About the lab

Larremore Lab Collaboration Graph.

The Larremore Lab focuses on developing methods of networks, dynamical systems, and statistical inference, to solve problems in biological and social systems. We try to keep a tight loop between data and theory, and learn a lot from confronting models and algorithms with real problems.

In biological systems, we focus on the spread and evolution of infectious disease. Although shifting focus toward COVID-19 testing, seroepidemiology, and vaccination, the lab also focuses on the malaria parasite P. falciparum and its rapid recombination to evade the human immune system. Our goals are broadly to understand the interplay between pathogen evolution and human immunity, and its implications for virulence, population structure, and most critically, countermeasures.

In social systems, we focus on understanding the patterns and processes that define the ecosystem of scientific research and discovery. Our goal is to combine rigorous computation, ecological theory, and social science to understand how the scientific community can be made more equitable and more productive. Here, we continue to build on a decade-old collaboration with the Clauset Lab.

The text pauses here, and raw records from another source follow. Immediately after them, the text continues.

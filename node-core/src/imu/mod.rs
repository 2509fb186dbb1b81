//! Inertial sensor acquisition pipeline.
//!
//! Talks to an MPU6050-class device through the [`SensorBus`] capability:
//! one probe plus three configuration writes at init, then a 14-byte burst
//! read per acquisition. Raw counts are converted to physical units with the
//! fixed full-scale factors and smoothed by a per-axis low-pass filter. A bus
//! failure at any point latches the pipeline `Unavailable`; only an explicit
//! re-init can clear the latch.

use core::fmt::Write as _;

use heapless::String;

use crate::console::Console;

pub mod filter;

pub use filter::{IIR_ALPHA, LowPass};

/// 7-bit I2C address with AD0 tied low.
pub const SENSOR_ADDR: u8 = 0x68;

/// Identity register; reads back the 7-bit address on genuine parts.
pub const REG_WHO_AM_I: u8 = 0x75;

/// Power management 1: clock source select, sleep bit.
pub const REG_PWR_MGMT_1: u8 = 0x6B;

/// Gyroscope full-scale configuration.
pub const REG_GYRO_CONFIG: u8 = 0x1B;

/// Accelerometer full-scale configuration.
pub const REG_ACCEL_CONFIG: u8 = 0x1C;

/// First register of the 14-byte accel/temp/gyro burst.
pub const REG_ACCEL_XOUT_H: u8 = 0x3B;

/// PLL with X-axis gyro reference; clears the sleep bit.
pub const CLOCK_SOURCE_PLL_X: u8 = 0x01;

/// Gyro full scale +/- 250 deg/s.
pub const GYRO_FS_250DPS: u8 = 0x00;

/// Accel full scale +/- 2 g.
pub const ACCEL_FS_2G: u8 = 0x00;

/// Bytes in one burst: 6 accel, 2 temperature, 6 gyro.
pub const BURST_LEN: usize = 14;

/// LSB per g at the +/- 2 g range.
pub const ACCEL_SCALE: f32 = 16_384.0;

/// LSB per deg/s at the +/- 250 deg/s range.
pub const GYRO_SCALE: f32 = 131.0;

/// Abstraction over the sensor's register bus.
pub trait SensorBus {
    /// Transport-specific failure detail; the pipeline only latches on it.
    type Error;

    /// Confirms the device responds at its fixed address.
    fn probe(&mut self) -> Result<(), Self::Error>;

    /// Writes a single configuration register.
    fn write_register(&mut self, register: u8, value: u8) -> Result<(), Self::Error>;

    /// Fills `buffer` with consecutive registers starting at `register`.
    fn read_burst(&mut self, register: u8, buffer: &mut [u8]) -> Result<(), Self::Error>;
}

/// Health of the acquisition pipeline.
#[derive(Copy, Clone, Debug, Eq, PartialEq)]
pub enum SensorStatus {
    /// Initialized and answering on the bus.
    Ok,
    /// Latched after any bus failure; cleared only by a successful re-init.
    Unavailable,
}

/// Failure surfaced by pipeline operations.
#[derive(Copy, Clone, Debug, Eq, PartialEq)]
pub enum SensorError {
    /// The latch is set; no bus traffic was attempted.
    Unavailable,
}

/// Acquisition pipeline state: raw counts, filter memory, latched status.
pub struct ImuPipeline<B> {
    bus: B,
    status: SensorStatus,
    accel_raw: [i16; 3],
    gyro_raw: [i16; 3],
    accel_filter: [LowPass; 3],
    gyro_filter: [LowPass; 3],
}

impl<B: SensorBus> ImuPipeline<B> {
    /// Creates an uninitialized pipeline; [`init`](Self::init) must succeed
    /// before the first acquisition.
    pub const fn new(bus: B) -> Self {
        Self {
            bus,
            status: SensorStatus::Unavailable,
            accel_raw: [0; 3],
            gyro_raw: [0; 3],
            accel_filter: [LowPass::new(IIR_ALPHA); 3],
            gyro_filter: [LowPass::new(IIR_ALPHA); 3],
        }
    }

    /// Probes the device and writes the three configuration registers.
    ///
    /// Any bus failure leaves the pipeline latched `Unavailable`.
    pub fn init(&mut self) -> Result<(), SensorError> {
        self.status = SensorStatus::Unavailable;

        let sequence = [
            (REG_PWR_MGMT_1, CLOCK_SOURCE_PLL_X),
            (REG_GYRO_CONFIG, GYRO_FS_250DPS),
            (REG_ACCEL_CONFIG, ACCEL_FS_2G),
        ];

        if self.bus.probe().is_err() {
            return Err(SensorError::Unavailable);
        }
        for (register, value) in sequence {
            if self.bus.write_register(register, value).is_err() {
                return Err(SensorError::Unavailable);
            }
        }

        self.status = SensorStatus::Ok;
        Ok(())
    }

    /// Runs one acquisition: burst read, decode, convert, filter.
    ///
    /// Short-circuits without bus traffic while the latch is set. A failed
    /// burst sets the latch and leaves raw and filtered state untouched.
    pub fn acquire(&mut self) -> Result<(), SensorError> {
        if self.status != SensorStatus::Ok {
            return Err(SensorError::Unavailable);
        }

        let mut frame = [0_u8; BURST_LEN];
        if self.bus.read_burst(REG_ACCEL_XOUT_H, &mut frame).is_err() {
            self.status = SensorStatus::Unavailable;
            return Err(SensorError::Unavailable);
        }

        // Accel words lead the frame; two temperature bytes sit between
        // them and the gyro words.
        for axis in 0..3 {
            self.accel_raw[axis] = i16::from_be_bytes([frame[axis * 2], frame[axis * 2 + 1]]);
            self.gyro_raw[axis] = i16::from_be_bytes([frame[8 + axis * 2], frame[9 + axis * 2]]);
        }

        for axis in 0..3 {
            self.accel_filter[axis].update(f32::from(self.accel_raw[axis]) / ACCEL_SCALE);
            self.gyro_filter[axis].update(f32::from(self.gyro_raw[axis]) / GYRO_SCALE);
        }

        Ok(())
    }

    /// Reports the filtered readings, or the unavailable notice, to the
    /// operator console.
    pub fn report<C: Console>(&self, console: &mut C) {
        if self.status != SensorStatus::Ok {
            console.write_line("ERROR: inertial sensor unavailable.");
            return;
        }

        let accel = self.accel_g();
        let gyro = self.gyro_dps();
        let mut line: String<64> = String::new();

        console.write_line("filtered inertial data:");

        let _ = write!(
            line,
            "  accel (g): x={:.3} y={:.3} z={:.3}",
            accel[0], accel[1], accel[2]
        );
        console.write_line(&line);

        line.clear();
        let _ = write!(
            line,
            "  gyro (dps): x={:.3} y={:.3} z={:.3}",
            gyro[0], gyro[1], gyro[2]
        );
        console.write_line(&line);
    }

    /// Returns the latched pipeline status.
    pub const fn status(&self) -> SensorStatus {
        self.status
    }

    /// Returns the most recent raw accelerometer counts.
    pub const fn accel_raw(&self) -> [i16; 3] {
        self.accel_raw
    }

    /// Returns the most recent raw gyroscope counts.
    pub const fn gyro_raw(&self) -> [i16; 3] {
        self.gyro_raw
    }

    /// Returns the filtered acceleration in g.
    pub fn accel_g(&self) -> [f32; 3] {
        [
            self.accel_filter[0].value(),
            self.accel_filter[1].value(),
            self.accel_filter[2].value(),
        ]
    }

    /// Returns the filtered angular rate in deg/s.
    pub fn gyro_dps(&self) -> [f32; 3] {
        [
            self.gyro_filter[0].value(),
            self.gyro_filter[1].value(),
            self.gyro_filter[2].value(),
        ]
    }
}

The Larremore Lab is led by Dan Larremore, an assistant professor at the University of Colorado Boulder in the Department of Computer Science and the BioFrontiers Institute, with an affiliation with the Department of Applied Mathematics, and with the Center for Communicable Disease Dynamics at the Harvard T.H. Chan School of Public Health. The lab is part of CU's Complex Systems Group and many students in the lab are also officers in the Boulder/Denver chapter of the Society of Young Network Scientists.